DANS L’INTIMITÉ DE RICHARD WAGNER

Section III

UNE OEUVRE

Section IV

L’AVENTURE DE BAYREUTH

Section V

ILS ONT CRÉÉ WAGNER ET LE MYTHE WAGNÉRIEN

Section VI

 LIEUX DE VIE, LIEUX D’INSPIRATION

Section VII

WAGNER POUR LA POSTÉRITÉ

Section VIII

 WAGNER APRÈS WAGNER

LES COURANTS DE PEINTURE MODERNE INSPIRÉS PAR L’UNIVERS WAGNÉRIEN : JETER UN PONT ARC-EN-CIEL, WAGNER, TURNER ET L’ANNEAU AU BORD DU LAC QUI N’A JAMAIS ÉTÉ…

par Chris WALTON

Une reproduction d’archive de Brunnen and des deux montagnes mythiques, vue depuis Treib et Seelisberg

Richard Wagner et Joseph Mallord William Turner (1775-1851) ne se sont jamais rencontrés. Ils auraient pu se croiser lorsqu’ils sillonnaient tous les deux l’Allemagne au milieu des années 1830, bien que cela soit peu probable. Ils auraient même pu se croiser à Londres lors de la visite de Wagner pendant quelques jours en 1839, mais Turner venait de traverser la Manche en bateau. Et au moment où Wagner a été nommé Kapellmeister à l’Opéra de Dresde en 1843, les visites de Turner dans cette ville étaient depuis longtemps derrière lui. Mais ils partageaient plusieurs passions : pour les effets de lumière dans la nature et l’art ; pour les technologies modernes ; et pour la vue d’un endroit précis au centre de la Suisse, qui est notre sujet ici. Turner l’a peint à plusieurs reprises, tandis que Wagner l’a voulu comme toile de fond scénique pour son Ring des Nibelungen. L’endroit lui-même a changé depuis lors, mais pas la vue qu’ils aimaient. Le regarder aujourd’hui peut nous renseigner sur un point de contact fascinant entre deux des artistes majeurs de leur époque, et aussi révéler comment Wagner envisageait à l’origine de mettre en scène sa tétralogie.

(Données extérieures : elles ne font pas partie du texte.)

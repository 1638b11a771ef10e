//! Back-office router tests.
//!
//! Every business route sits behind the admin gate; none of these requests
//! carries a session, so none reaches the database.

use axum::body::Body;
use axum::http::{Method, Request, StatusCode, header};
use synclune_integration_tests::{admin_app, json_body, send};

fn request(method: Method, uri: &str) -> Request<Body> {
    Request::builder()
        .method(method)
        .uri(uri)
        .header(header::CONTENT_TYPE, "application/json")
        .body(Body::from("{}"))
        .expect("valid request")
}

#[tokio::test]
async fn test_health_carries_security_headers() {
    let response = send(admin_app(), request(Method::GET, "/health")).await;

    assert_eq!(response.status(), StatusCode::OK);
    let headers = response.headers();
    assert_eq!(headers["x-frame-options"], "DENY");
    assert_eq!(headers["x-content-type-options"], "nosniff");
    assert_eq!(headers["cache-control"], "no-store");
    assert!(headers.contains_key("x-request-id"));
}

#[tokio::test]
async fn test_back_office_routes_require_admin_session() {
    let routes = [
        (Method::GET, "/auth/me"),
        (Method::GET, "/orders"),
        (Method::GET, "/orders/42"),
        (Method::POST, "/orders/42/ship"),
        (Method::POST, "/orders/42/deliver"),
        (Method::POST, "/orders/42/cancel"),
        (Method::POST, "/orders/42/refunds"),
        (Method::GET, "/refunds/7"),
        (Method::POST, "/refunds/7/process"),
        (Method::POST, "/refunds/7/cancel"),
        (Method::GET, "/discounts"),
        (Method::POST, "/discounts"),
        (Method::PUT, "/discounts/3"),
        (Method::DELETE, "/discounts/3"),
        (Method::POST, "/discounts/3/toggle"),
        (Method::GET, "/inventory"),
        (Method::PUT, "/inventory/12"),
        (Method::POST, "/inventory/12/toggle"),
        (Method::GET, "/webhook-events"),
    ];

    for (method, uri) in routes {
        let response = send(admin_app(), request(method.clone(), uri)).await;
        let (status, body) = json_body(response).await;
        assert_eq!(status, StatusCode::UNAUTHORIZED, "{method} {uri}");
        assert_eq!(body["status"], "error", "{method} {uri}");
        assert_eq!(body["message"], "Vous devez être connecté.");
    }
}

#[tokio::test]
async fn test_unknown_route_is_not_found() {
    let response = send(admin_app(), request(Method::GET, "/customers")).await;
    assert_eq!(response.status(), StatusCode::NOT_FOUND);
}

#[tokio::test]
async fn test_logout_without_session_succeeds() {
    let response = send(admin_app(), request(Method::POST, "/auth/logout")).await;
    let (status, body) = json_body(response).await;
    assert_eq!(status, StatusCode::OK);
    assert_eq!(body["status"], "success");
}
//! Webhook event log, for following up on failed provider notifications.

use axum::{
    Json,
    extract::{Query, State},
};
use serde::Deserialize;

use synclune_core::WebhookEventStatus;
use synclune_storefront::db::WebhookEventRepository;
use synclune_storefront::error::Result;
use synclune_storefront::models::webhook::WebhookEvent;

use crate::middleware::RequireAdmin;
use crate::state::AppState;

const DEFAULT_LIMIT: i64 = 50;
const MAX_LIMIT: i64 = 200;

#[derive(Debug, Default, Deserialize)]
pub struct WebhookEventsQuery {
    pub status: Option<WebhookEventStatus>,
    pub limit: Option<i64>,
}

impl WebhookEventsQuery {
    /// Requested limit clamped to `1..=200`.
    #[must_use]
    pub fn limit(&self) -> i64 {
        self.limit.unwrap_or(DEFAULT_LIMIT).clamp(1, MAX_LIMIT)
    }
}

/// Most recent events, optionally filtered by status.
///
/// # Errors
///
/// Returns an error if the query fails.
pub async fn index(
    State(state): State<AppState>,
    RequireAdmin(_admin): RequireAdmin,
    Query(query): Query<WebhookEventsQuery>,
) -> Result<Json<Vec<WebhookEvent>>> {
    let events = WebhookEventRepository::new(state.pool())
        .list_recent(query.status, query.limit())
        .await?;
    Ok(Json(events))
}

#[cfg(test)]
mod tests {
    use super::*;

    #[test]
    fn test_limit_is_clamped() {
        assert_eq!(WebhookEventsQuery::default().limit(), DEFAULT_LIMIT);
        let query = |limit| WebhookEventsQuery {
            status: None,
            limit: Some(limit),
        };
        assert_eq!(query(0).limit(), 1);
        assert_eq!(query(10_000).limit(), MAX_LIMIT);
        assert_eq!(query(75).limit(), 75);
    }
}
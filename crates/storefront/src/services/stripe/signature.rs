//! `Stripe-Signature` header verification.
//!
//! The header carries `t=<unix>` and one or more `v1=<hex>` entries; each `v1`
//! is HMAC-SHA256 over `"{t}.{body}"` keyed with the endpoint secret.

use hmac::{Hmac, Mac};
use secrecy::{ExposeSecret, SecretString};
use sha2::Sha256;

use super::error::StripeError;
use crate::services::constant_time_compare;

/// Maximum age of a signed payload.
pub const TOLERANCE_SECS: i64 = 300;

/// Verify a webhook body against its `Stripe-Signature` header.
///
/// # Errors
///
/// Returns `StripeError::InvalidSignature` if the header is malformed, too
/// old, or no `v1` entry matches.
pub fn verify_signature(
    secret: &SecretString,
    payload: &[u8],
    header: &str,
) -> Result<(), StripeError> {
    verify_signature_at(secret, payload, header, chrono::Utc::now().timestamp())
}

/// [`verify_signature`] with an explicit clock.
///
/// # Errors
///
/// See [`verify_signature`].
pub fn verify_signature_at(
    secret: &SecretString,
    payload: &[u8],
    header: &str,
    now: i64,
) -> Result<(), StripeError> {
    let mut timestamp = None;
    let mut signatures = Vec::new();
    for part in header.split(',') {
        match part.trim().split_once('=') {
            Some(("t", value)) => timestamp = Some(value),
            Some(("v1", value)) => signatures.push(value),
            _ => {}
        }
    }

    let timestamp =
        timestamp.ok_or_else(|| StripeError::InvalidSignature("missing timestamp".to_string()))?;
    if signatures.is_empty() {
        return Err(StripeError::InvalidSignature(
            "missing v1 signature".to_string(),
        ));
    }

    let ts: i64 = timestamp
        .parse()
        .map_err(|_| StripeError::InvalidSignature("invalid timestamp".to_string()))?;
    if (now - ts).abs() > TOLERANCE_SECS {
        return Err(StripeError::InvalidSignature(
            "timestamp outside tolerance".to_string(),
        ));
    }

    let expected = sign(secret, timestamp, payload)?;
    if signatures
        .iter()
        .any(|candidate| constant_time_compare(&expected, candidate))
    {
        Ok(())
    } else {
        Err(StripeError::InvalidSignature(
            "signature mismatch".to_string(),
        ))
    }
}

/// Hex HMAC of `"{timestamp}.{payload}"`.
///
/// # Errors
///
/// Returns `StripeError::InvalidSignature` if the key is rejected.
pub fn sign(secret: &SecretString, timestamp: &str, payload: &[u8]) -> Result<String, StripeError> {
    let mut mac = Hmac::<Sha256>::new_from_slice(secret.expose_secret().as_bytes())
        .map_err(|e| StripeError::InvalidSignature(e.to_string()))?;
    mac.update(timestamp.as_bytes());
    mac.update(b".");
    mac.update(payload);
    Ok(hex::encode(mac.finalize().into_bytes()))
}

#[cfg(test)]
#[allow(clippy::unwrap_used)]
mod tests {
    use super::*;

    const NOW: i64 = 1_800_000_000;

    fn secret() -> SecretString {
        SecretString::from("whsec_test_secret".to_string())
    }

    fn header_for(payload: &[u8], ts: i64) -> String {
        let sig = sign(&secret(), &ts.to_string(), payload).unwrap();
        format!("t={ts},v1={sig}")
    }

    #[test]
    fn test_valid_signature() {
        let payload = br#"{"id":"evt_1"}"#;
        let header = header_for(payload, NOW);
        assert!(verify_signature_at(&secret(), payload, &header, NOW).is_ok());
    }

    #[test]
    fn test_any_v1_may_match() {
        let payload = br#"{"id":"evt_1"}"#;
        let good = sign(&secret(), &NOW.to_string(), payload).unwrap();
        let header = format!("t={NOW},v1=deadbeef,v0=ignored,v1={good}");
        assert!(verify_signature_at(&secret(), payload, &header, NOW).is_ok());
    }

    #[test]
    fn test_tampered_body_rejected() {
        let header = header_for(br#"{"id":"evt_1"}"#, NOW);
        let result = verify_signature_at(&secret(), br#"{"id":"evt_2"}"#, &header, NOW);
        assert!(matches!(result, Err(StripeError::InvalidSignature(_))));
    }

    #[test]
    fn test_stale_timestamp_rejected() {
        let payload = b"{}";
        let header = header_for(payload, NOW - 600);
        let result = verify_signature_at(&secret(), payload, &header, NOW);
        assert!(matches!(result, Err(StripeError::InvalidSignature(_))));
    }

    #[test]
    fn test_malformed_header_rejected() {
        assert!(verify_signature_at(&secret(), b"{}", "v1=abc", NOW).is_err());
        assert!(verify_signature_at(&secret(), b"{}", &format!("t={NOW}"), NOW).is_err());
        assert!(verify_signature_at(&secret(), b"{}", "t=soon,v1=abc", NOW).is_err());
    }
}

Wagner n’avait pas même commencé à composer son Ring quand il a planifié où et comment on le jouerait. Il avait échappé à l’insurrection ratée de Dresde de mai 1849 et était maintenant coincé à Zurich, en exil politique, sans emploi, dont la seule occupation était de profiter de ses amis. Des quatre opéras de ce qui deviendra le Ring, il n’avait jusqu’à présent rédigé que le livret de Siegfrieds Tod (La mort de Siegfried, que nous connaissons sous son nom ultérieur, Götterdämmerung). Mais en septembre 1850, il décrivait déjà à des amis la façon dont il allait concevoir et construire un théâtre en bois à Zurich. Il engageait les meilleurs solistes, rassemblait un chœur d’habitants, donnait trois représentations, puis brûlait le théâtre et la musique avec.

Bientôt, il ne sera plus question de brûler quoi que ce soit (sauf dans les indications scéniques), et Wagner décida qu’un seul opéra sur La Mort de Siegfried n’était pas assez vaste pour ses intentions. Ainsi, au milieu de 1851, il rédigea le texte d’une préquelle, le jeune Siegfried. Quelques mois plus tard, Wagner suivit une cure à la station thermale d’Albisbrunn en dehors de Zurich, et il décida d’ajouter deux autres opéras – bien qu’il soit entre-temps convaincu que l’ordre sociétal existant devrait se terminer par un cataclysme avant de pouvoir mettre en scène quoi que ce soit. On peut sûrement compatir : sa cure à Albisbrunn impliquait deux bains froids et quatre lavements par jour pendant deux mois, ce qui est sûrement suffisant pour convertir n’importe qui à la révolution mondiale. […] Il finalisa tous les livrets du Ring au cours de l’année 1852, et les choses s’accélèrent véritablement une fois qu’il commença à écrire la musique à la fin de 1853. Au début de 1855, Wagner avait terminé la partition de Das Rheingold et son brouillon pour l’ensemble de Die Walküre. C’était une cadence de travail formidable, compte tenu de leur longueur et de leur complexité, et il était convaincu qu’il ne lui fallait que trois ans de plus pour terminer la tétralogie. Il commença donc à réfléchir sérieusement à l’endroit où le mettre en scène.

Il n’y avait pas de lieu évident à l’époque. Le casier judiciaire de Wagner en tant que révolutionnaire potentiel signifiait que l’Allemagne lui était interdite. Paris était impossible car toutes les tentatives pour s’y faire un nom avaient déjà échoué ; et toutes les idées qu’il aurait pu nourrir pour faire carrière de l’autre côté de la Manche se révélèrent bientôt également illusoires. Il passa le printemps 1855 à Londres en tant que chef invité de la Philharmonic Society, et ce fut un désastre. « Une autre série de huit concerts mènerait à anéantir la société », a écrit James Davison, critique en chef du Times, juste au moment où Wagner quittait la ville. Pas étonnant qu’il n’ait passé que quelques jours chez lui à Zurich début juillet avant d’emmener sa femme à la montagne pour récupérer, et qu’il envisageât dorénavant de s’installer définitivement en Suisse. On ne voulait de lui nulle part ailleurs.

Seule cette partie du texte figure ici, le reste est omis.